この記事を書いた人/行政書士久遠事務所 代表 猪飼久遠(行政書士/登録番号26191514)
愛知県稲沢市を拠点に、シーシャバーの開業支援を取り扱っています。約2年半のシーシャバー勤務経験があります。
「前のシーシャバーの設備がそのまま残っている居抜き物件を見つけた。許可も引き継げるのではないか」——このお考えは、半分正しく半分間違いです。
ポイントは、飲食店営業許可だけは条件次第で引き継げるが、深夜酒類とたばこは必ず取り直しになることです。

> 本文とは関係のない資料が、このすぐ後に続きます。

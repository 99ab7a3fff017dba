//! Selection functions: metadata to intermediate values per hypothesis.
//!
//! A selection function maps the metadata of a batch to one intermediate
//! value per trace and per hypothesis. The leakage model is applied
//! afterwards by the analysis.

use distinguo_core::Hypotheses;

use crate::container::Metadata;
use crate::error::AnalysisError;

/// Computes intermediate values from batch metadata.
///
/// The returned [`Hypotheses`] must have one row per trace of the batch and
/// the same dimensions on every call.
pub trait SelectionFunction: Send {
    /// Intermediate values for every trace and hypothesis.
    ///
    /// # Errors
    ///
    /// Fails if a required metadata field is missing or malformed.
    fn select(&self, metadata: &Metadata) -> Result<Hypotheses<u32>, AnalysisError>;
}

/// Key-byte guess XOR a metadata byte, the first AES round key addition.
///
/// Dimensions are `[guesses, bytes]`.
#[derive(Debug, Clone, PartialEq, Eq)]
pub struct KeyAddition {
    field: String,
    guesses: Vec<u32>,
    bytes: Option<Vec<usize>>,
}

impl KeyAddition {
    /// Attack every byte of `field` with the 256 guesses `0..=255`.
    pub fn new(field: impl Into<String>) -> Self {
        Self {
            field: field.into(),
            guesses: (0..256).collect(),
            bytes: None,
        }
    }

    /// Restrict the guesses.
    pub fn with_guesses(mut self, guesses: Vec<u32>) -> Self {
        self.guesses = guesses;
        self
    }

    /// Restrict the attacked byte positions.
    pub fn with_bytes(mut self, bytes: Vec<usize>) -> Self {
        self.bytes = Some(bytes);
        self
    }

    /// Guess values, in hypothesis order.
    pub fn guesses(&self) -> &[u32] {
        &self.guesses
    }
}

impl SelectionFunction for KeyAddition {
    fn select(&self, metadata: &Metadata) -> Result<Hypotheses<u32>, AnalysisError> {
        let bytes = selected_bytes(metadata, &self.field, self.bytes.as_deref())?;
        let n_bytes = bytes.len();
        let n_traces = metadata.n_traces();

        // Byte-major lookup so the closure below is infallible.
        let mut values = Vec::with_capacity(n_traces * n_bytes);
        for trace in 0..n_traces {
            for &b in &bytes {
                values.push(u32::from(metadata.byte(&self.field, trace, b)?));
            }
        }

        Ok(Hypotheses::from_fn(
            n_traces,
            vec![self.guesses.len(), n_bytes],
            |i, j| values[i * n_bytes + j % n_bytes] ^ self.guesses[j / n_bytes],
        ))
    }
}

/// Raw metadata bytes, for known-value (non-profiled) leakage assessment.
///
/// Dimensions are `[bytes]`.
#[derive(Debug, Clone, PartialEq, Eq)]
pub struct MetadataField {
    field: String,
    bytes: Option<Vec<usize>>,
}

impl MetadataField {
    /// Every byte of `field`.
    pub fn new(field: impl Into<String>) -> Self {
        Self {
            field: field.into(),
            bytes: None,
        }
    }

    /// Restrict the byte positions.
    pub fn with_bytes(mut self, bytes: Vec<usize>) -> Self {
        self.bytes = Some(bytes);
        self
    }
}

impl SelectionFunction for MetadataField {
    fn select(&self, metadata: &Metadata) -> Result<Hypotheses<u32>, AnalysisError> {
        let bytes = selected_bytes(metadata, &self.field, self.bytes.as_deref())?;
        let n_traces = metadata.n_traces();
        let mut values = Vec::with_capacity(n_traces * bytes.len());
        for trace in 0..n_traces {
            for &b in &bytes {
                values.push(u32::from(metadata.byte(&self.field, trace, b)?));
            }
        }
        let n_bytes = bytes.len();
        Ok(Hypotheses::from_fn(n_traces, vec![n_bytes], |i, j| {
            values[i * n_bytes + j]
        }))
    }
}

/// Closure-backed selection function.
pub struct FnSelection<F> {
    f: F,
}

impl<F> FnSelection<F>
where
    F: Fn(&Metadata) -> Result<Hypotheses<u32>, AnalysisError> + Send,
{
    /// Wrap a closure.
    pub fn new(f: F) -> Self {
        Self { f }
    }
}

impl<F> SelectionFunction for FnSelection<F>
where
    F: Fn(&Metadata) -> Result<Hypotheses<u32>, AnalysisError> + Send,
{
    fn select(&self, metadata: &Metadata) -> Result<Hypotheses<u32>, AnalysisError> {
        (self.f)(metadata)
    }
}

impl<F> std::fmt::Debug for FnSelection<F> {
    fn fmt(&self, f: &mut std::fmt::Formatter<'_>) -> std::fmt::Result {
        f.debug_struct("FnSelection").finish_non_exhaustive()
    }
}

fn selected_bytes(
    metadata: &Metadata,
    field: &str,
    bytes: Option<&[usize]>,
) -> Result<Vec<usize>, AnalysisError> {
    let width = metadata.get(field)?.ncols();
    match bytes {
        Some(bytes) => {
            if let Some(&column) = bytes.iter().find(|&&b| b >= width) {
                return Err(AnalysisError::MetadataColumn {
                    field: field.to_string(),
                    width,
                    column,
                });
            }
            Ok(bytes.to_vec())
        }
        None => Ok((0..width).collect()),
    }
}
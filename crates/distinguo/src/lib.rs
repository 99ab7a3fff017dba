//! # distinguo
//!
//! Batched side-channel analyses over large trace sets.
//!
//! An [`Analysis`] combines:
//! - a [`SelectionFunction`] computing intermediate values from metadata,
//! - a [`LeakageModel`] turning them into predicted leakage,
//! - a distinguisher (CPA, DPA, ANOVA, NICV, SNR or MIA) accumulating
//!   statistics batch after batch,
//! - a [`Discriminant`] reducing per-sample results to one score per
//!   hypothesis.
//!
//! Results are identical whatever the batch boundaries or order, so traces
//! can be streamed from a [`TraceSource`] of any size. Optional convergence
//! tracking records the scores every `convergence_step` traces.
//!
//! ## Quick Start
//!
//! ```ignore
//! use distinguo::{Analysis, AnalysisConfig, Container, Discriminant, HammingWeight, KeyAddition};
//!
//! let container = Container::new(samples, metadata)?;
//! let mut cpa: Analysis<f32> = Analysis::cpa(
//!     KeyAddition::new("plaintext"),
//!     HammingWeight,
//!     Discriminant::maxabs(),
//!     AnalysisConfig::new().with_convergence_step(1000),
//! )?;
//! cpa.run(&container)?;
//!
//! let scores = cpa.scores().expect("run computes scores");
//! println!("best guess: {:?}", scores.best());
//! ```

#![warn(missing_docs)]
#![warn(clippy::all)]

mod config;
mod error;

pub mod analysis;
pub mod container;
pub mod model;
pub mod selection;

pub use analysis::{Analysis, AnalysisBuilder};
pub use config::AnalysisConfig;
pub use container::{Batch, Container, Metadata, TraceSource, DEFAULT_BATCH_SIZE};
pub use error::{AnalysisError, ConfigError};
pub use model::{HammingWeight, LeakageModel, Monobit, Value};
pub use selection::{FnSelection, KeyAddition, MetadataField, SelectionFunction};

pub use distinguo_core::{
    discriminant, ConvergenceTrace, Discriminant, Distinguisher, DistinguisherError,
    DistinguisherKind, DistinguisherParameters, HistogramConfig, Hypotheses, Partitions,
    Precision, Results, Scores,
};
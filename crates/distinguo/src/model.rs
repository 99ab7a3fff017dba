//! Leakage models: intermediate values to predicted leakage.

use distinguo_core::Hypotheses;

use crate::error::ConfigError;

/// Maps intermediate values to predicted leakage.
pub trait LeakageModel: Send {
    /// Predicted leakage, same shape as `values`.
    fn leak(&self, values: &Hypotheses<u32>) -> Hypotheses<f64>;

    /// Whether every prediction is 0 or 1.
    fn is_binary(&self) -> bool {
        false
    }

    /// Model name, used in logs and errors.
    fn name(&self) -> String;
}

/// The intermediate value itself.
#[derive(Debug, Clone, Copy, Default, PartialEq, Eq)]
pub struct Value;

impl LeakageModel for Value {
    fn leak(&self, values: &Hypotheses<u32>) -> Hypotheses<f64> {
        values.map(f64::from)
    }

    fn name(&self) -> String {
        "Value".to_string()
    }
}

/// Number of set bits.
#[derive(Debug, Clone, Copy, Default, PartialEq, Eq)]
pub struct HammingWeight;

impl LeakageModel for HammingWeight {
    fn leak(&self, values: &Hypotheses<u32>) -> Hypotheses<f64> {
        values.map(|v| f64::from(v.count_ones()))
    }

    fn name(&self) -> String {
        "HammingWeight".to_string()
    }
}

/// A single bit of the intermediate value.
#[derive(Debug, Clone, Copy, PartialEq, Eq)]
pub struct Monobit {
    bit: u32,
}

impl Monobit {
    /// Select bit `bit` (0 is the least significant).
    ///
    /// # Errors
    ///
    /// Returns [`ConfigError::InvalidBit`] if `bit >= 32`.
    pub fn new(bit: u32) -> Result<Self, ConfigError> {
        if bit >= u32::BITS {
            return Err(ConfigError::InvalidBit(bit));
        }
        Ok(Self { bit })
    }

    /// Selected bit.
    pub fn bit(&self) -> u32 {
        self.bit
    }
}

impl LeakageModel for Monobit {
    fn leak(&self, values: &Hypotheses<u32>) -> Hypotheses<f64> {
        let bit = self.bit;
        values.map(move |v| f64::from((v >> bit) & 1))
    }

    fn is_binary(&self) -> bool {
        true
    }

    fn name(&self) -> String {
        format!("Monobit({})", self.bit)
    }
}
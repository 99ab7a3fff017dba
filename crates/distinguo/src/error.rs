//! Error types for analysis construction and execution.

use distinguo_core::{DistinguisherError, DistinguisherKind};

/// Construction-time configuration errors.
///
/// These are raised before any trace is processed and are not recoverable
/// by retrying.
#[derive(Debug, Clone, PartialEq, thiserror::Error)]
pub enum ConfigError {
    /// `convergence_step` was zero.
    #[error("convergence_step must be a strictly positive integer, got {0}")]
    InvalidConvergenceStep(usize),

    /// No selection function was supplied.
    #[error("a selection function is required")]
    MissingSelectionFunction,

    /// No leakage model was supplied.
    #[error("a leakage model is required")]
    MissingModel,

    /// No discriminant was supplied.
    #[error("a discriminant is required")]
    MissingDiscriminant,

    /// No distinguisher was selected.
    #[error("an analysis must be composed with a distinguisher")]
    MissingDistinguisher,

    /// More than one distinguisher was selected.
    #[error("an analysis takes exactly one distinguisher, got {first} and {second}")]
    ConflictingDistinguishers {
        /// First distinguisher selected.
        first: DistinguisherKind,
        /// Second distinguisher selected.
        second: DistinguisherKind,
    },

    /// The analysis needs a binary leakage model.
    #[error("{kind} analysis can only be processed with a binary model, not {model}")]
    NonBinaryModel {
        /// Analysis family.
        kind: DistinguisherKind,
        /// Name of the rejected model.
        model: String,
    },

    /// A monobit model was asked for a bit outside a `u32`.
    #[error("monobit model bit must be < 32, got {0}")]
    InvalidBit(u32),

    /// The trace source reported a zero batch size.
    #[error("trace source batch size must be > 0")]
    InvalidBatchSize,

    /// The distinguisher could not be constructed (e.g. missing partitions).
    #[error(transparent)]
    Distinguisher(#[from] DistinguisherError),
}

/// Errors raised while running an analysis.
#[derive(Debug, Clone, PartialEq, thiserror::Error)]
pub enum AnalysisError {
    /// Invalid configuration.
    #[error("configuration error: {0}")]
    Config(#[from] ConfigError),

    /// A metadata field required by the selection function is absent.
    #[error("metadata field '{field}' is missing, available fields: {available:?}")]
    MissingMetadata {
        /// Requested field.
        field: String,
        /// Fields present in the batch.
        available: Vec<String>,
    },

    /// A metadata field does not have one row per trace.
    #[error("metadata field '{field}' has {got} rows, expected {expected} or 1")]
    MetadataRows {
        /// Offending field.
        field: String,
        /// Expected row count.
        expected: usize,
        /// Actual row count.
        got: usize,
    },

    /// A selection function asked for a byte a metadata field does not have.
    #[error("metadata field '{field}' has {width} columns, column {column} requested")]
    MetadataColumn {
        /// Offending field.
        field: String,
        /// Width of the field.
        width: usize,
        /// Requested column.
        column: usize,
    },

    /// Folding or reducing failed.
    #[error("distinguisher error: {0}")]
    Distinguisher(#[from] DistinguisherError),
}
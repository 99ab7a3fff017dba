//! Core statistics for side-channel distinguishers.
//!
//! This crate provides the incremental statistical kernels used by the
//! `distinguo` analysis engine. Each kernel folds batches of hypothesized
//! leakage values and measured samples into running sufficient statistics,
//! and reduces them on demand to a result per hypothesis and sample point.
//!
//! # Kernels
//!
//! - [`Cpa`](distinguisher::Cpa): Pearson correlation
//! - [`Dpa`](distinguisher::Dpa): difference of means for binary predictions
//! - [`Anova`](distinguisher::Anova): F-ratio across partitions
//! - [`Nicv`](distinguisher::Nicv): normalized inter-class variance
//! - [`Snr`](distinguisher::Snr): signal-to-noise ratio
//! - [`Mia`](distinguisher::Mia): histogram-based mutual information
//!
//! # Usage
//!
//! This crate is typically used through the main `distinguo` crate, which
//! provides batching, selection functions, leakage models and convergence
//! tracking. The kernels can also be driven directly:
//!
//! ```ignore
//! use distinguo_core::{distinguisher::{Cpa, Distinguisher}, Hypotheses};
//!
//! let mut cpa = Cpa::<f64>::new();
//! cpa.fold(&leakage, &traces)?;
//! let results = cpa.reduce()?;
//! ```

#![warn(missing_docs)]
#![warn(clippy::all)]

pub mod discriminant;
pub mod distinguisher;
pub mod error;
pub mod types;

pub use discriminant::Discriminant;
pub use distinguisher::{
    Distinguisher, DistinguisherKind, DistinguisherParameters, HistogramConfig, Partitions,
};
pub use error::DistinguisherError;
pub use types::{ConvergenceTrace, Hypotheses, Precision, Results, Scores};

この記事では、居抜き物件でシーシャバーを開業する場合の手続きを、許可の種類ごとに整理します。
| 許可・届出 | 引き継ぎ | ポイント |
|---|---|---|
| 飲食店営業許可 (保健所) |
条件付きで可能 | 前オーナーが営業中に事業譲渡として契約し、地位承継の届出をすれば引き継げます |
| 深夜酒類の届出 (警察署) |
不可 | 承継の制度がありません。新オーナーが新規に届出をします |
| たばこ出張販売許可 (財務局/JT) |
不可 | 申請主体は協力するたばこ小売販売業者です。オーナーが変われば契約から結び直します |
| 健康増進法の経過措置 | 不可 | 既存特定飲食提供施設の経過措置は、新たに開業する営業者が引き継げるものではありません |
令和5年12月13日以降、事業譲渡による営業許可の地位承継ができるようになりました。それまでは、合併・分割・相続の場合しか承継が認められていませんでした。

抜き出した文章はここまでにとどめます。